- INSTRUCTIONS TO FOLLOW: Copy out all lines of the listing below that hold "lshift".
BEGIN THE DATA
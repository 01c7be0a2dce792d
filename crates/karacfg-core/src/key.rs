// Karacfg Key Type
// Key identifiers as understood by the remapping host

use strum_macros::{Display, EnumIter, EnumString, IntoStaticStr};

/// Represents a single physical key.
///
/// The canonical string form is the host's `key_code` name. Parsing also
/// accepts the short aliases (`lshift`, `enter`, `left`, ...); the alias is
/// never written back out.
#[derive(
    Debug, Clone, Copy, PartialEq, Eq, Hash, PartialOrd, Ord, Display, EnumString, IntoStaticStr, EnumIter,
)]
#[strum(serialize_all = "snake_case")]
pub enum Key {
    CapsLock,
    Escape,
    Fn,
    #[strum(to_string = "left_shift", serialize = "lshift")]
    LeftShift,
    #[strum(to_string = "left_control", serialize = "lctrl")]
    LeftControl,
    #[strum(to_string = "left_option", serialize = "lalt")]
    LeftOption,
    #[strum(to_string = "left_command", serialize = "lcmd")]
    LeftCommand,
    #[strum(to_string = "right_control", serialize = "rctrl")]
    RightControl,
    #[strum(to_string = "right_option", serialize = "ralt")]
    RightOption,
    #[strum(to_string = "right_command", serialize = "rcmd")]
    RightCommand,
    #[strum(to_string = "right_shift", serialize = "rshift")]
    RightShift,

    A,
    B,
    C,
    D,
    E,
    F,
    G,
    H,
    I,
    J,
    K,
    L,
    M,
    N,
    O,
    P,
    Q,
    R,
    S,
    T,
    U,
    V,
    W,
    X,
    Y,
    Z,

    #[strum(to_string = "1", serialize = "n1")]
    N1,
    #[strum(to_string = "2", serialize = "n2")]
    N2,
    #[strum(to_string = "3", serialize = "n3")]
    N3,
    #[strum(to_string = "4", serialize = "n4")]
    N4,
    #[strum(to_string = "5", serialize = "n5")]
    N5,
    #[strum(to_string = "6", serialize = "n6")]
    N6,
    #[strum(to_string = "7", serialize = "n7")]
    N7,
    #[strum(to_string = "8", serialize = "n8")]
    N8,
    #[strum(to_string = "9", serialize = "n9")]
    N9,
    #[strum(to_string = "0", serialize = "n0")]
    N0,

    #[strum(to_string = "return_or_enter", serialize = "enter")]
    ReturnOrEnter,
    Tab,
    Spacebar,
    DeleteOrBackspace,
    DeleteForward,

    #[strum(to_string = "left_arrow", serialize = "left")]
    LeftArrow,
    #[strum(to_string = "right_arrow", serialize = "right")]
    RightArrow,
    #[strum(to_string = "up_arrow", serialize = "up")]
    UpArrow,
    #[strum(to_string = "down_arrow", serialize = "down")]
    DownArrow,

    PageUp,
    PageDown,
    Home,
    End,
    Insert,

    VolumeIncrement,
    VolumeDecrement,
    Mute,
    DisplayBrightnessIncrement,
    DisplayBrightnessDecrement,
    PlayOrPause,
    Fastforward,
    Rewind,
    Eject,

    GraveAccentAndTilde,
    Hyphen,
    EqualSign,
    OpenBracket,
    CloseBracket,
    Backslash,
    Semicolon,
    Quote,
    Comma,
    Period,
    Slash,

    F1,
    F2,
    F3,
    F4,
    F5,
    F6,
    F7,
    F8,
    F9,
    F10,
    F11,
    F12,
    F13,
    F14,
    F15,
    F16,
    F17,
    F18,
    F19,
    F20,
    F21,
    F22,
    F23,
    F24,

    KeypadNumLock,
    KeypadSlash,
    KeypadAsterisk,
    KeypadHyphen,
    KeypadPlus,
    KeypadEnter,
    KeypadPeriod,
    #[strum(to_string = "keypad_0")]
    Keypad0,
    #[strum(to_string = "keypad_1")]
    Keypad1,
    #[strum(to_string = "keypad_2")]
    Keypad2,
    #[strum(to_string = "keypad_3")]
    Keypad3,
    #[strum(to_string = "keypad_4")]
    Keypad4,
    #[strum(to_string = "keypad_5")]
    Keypad5,
    #[strum(to_string = "keypad_6")]
    Keypad6,
    #[strum(to_string = "keypad_7")]
    Keypad7,
    #[strum(to_string = "keypad_8")]
    Keypad8,
    #[strum(to_string = "keypad_9")]
    Keypad9,
    KeypadEqualSign,

    PrintScreen,
    ScrollLock,
    Pause,
    Menu,
    Power,

    LeftGui,
    RightGui,
    LeftAlt,
    RightAlt,
}

impl Key {
    /// Get the wire name of this key
    pub fn name(self) -> &'static str {
        self.into()
    }

    /// Whether this key is also usable as a modifier
    pub fn is_modifier(self) -> bool {
        crate::Modifier::try_from(self).is_ok()
    }
}

impl serde::Serialize for Key {
    fn serialize<S: serde::Serializer>(&self, serializer: S) -> Result<S::Ok, S::Error> {
        serializer.serialize_str(self.name())
    }
}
END THE DATA
- TASK RESULT:
/// accepts the short aliases (`lshift`, `enter`, `left`, ...); the alias is
    #[strum(to_string = "left_shift", serialize = "lshift")]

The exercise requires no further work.